[[ TASK MATERIAL open ]]
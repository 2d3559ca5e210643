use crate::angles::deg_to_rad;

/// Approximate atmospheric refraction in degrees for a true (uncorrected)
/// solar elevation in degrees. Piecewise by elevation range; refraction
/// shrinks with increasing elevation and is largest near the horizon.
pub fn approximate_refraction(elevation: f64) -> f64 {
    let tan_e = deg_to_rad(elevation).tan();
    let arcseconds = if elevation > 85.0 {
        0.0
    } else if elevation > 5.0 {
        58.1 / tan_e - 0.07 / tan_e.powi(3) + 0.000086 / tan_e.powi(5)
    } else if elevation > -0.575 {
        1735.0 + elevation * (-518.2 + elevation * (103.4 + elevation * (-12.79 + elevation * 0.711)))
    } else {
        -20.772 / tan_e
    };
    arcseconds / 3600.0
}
[[ TASK MATERIAL closed ]]
• _TRY IT_: Lines above that have "else": copy each of them.

• _YOUR SOLUTION_:
    } else if elevation > 5.0 {
    } else if elevation > -0.575 {
    } else {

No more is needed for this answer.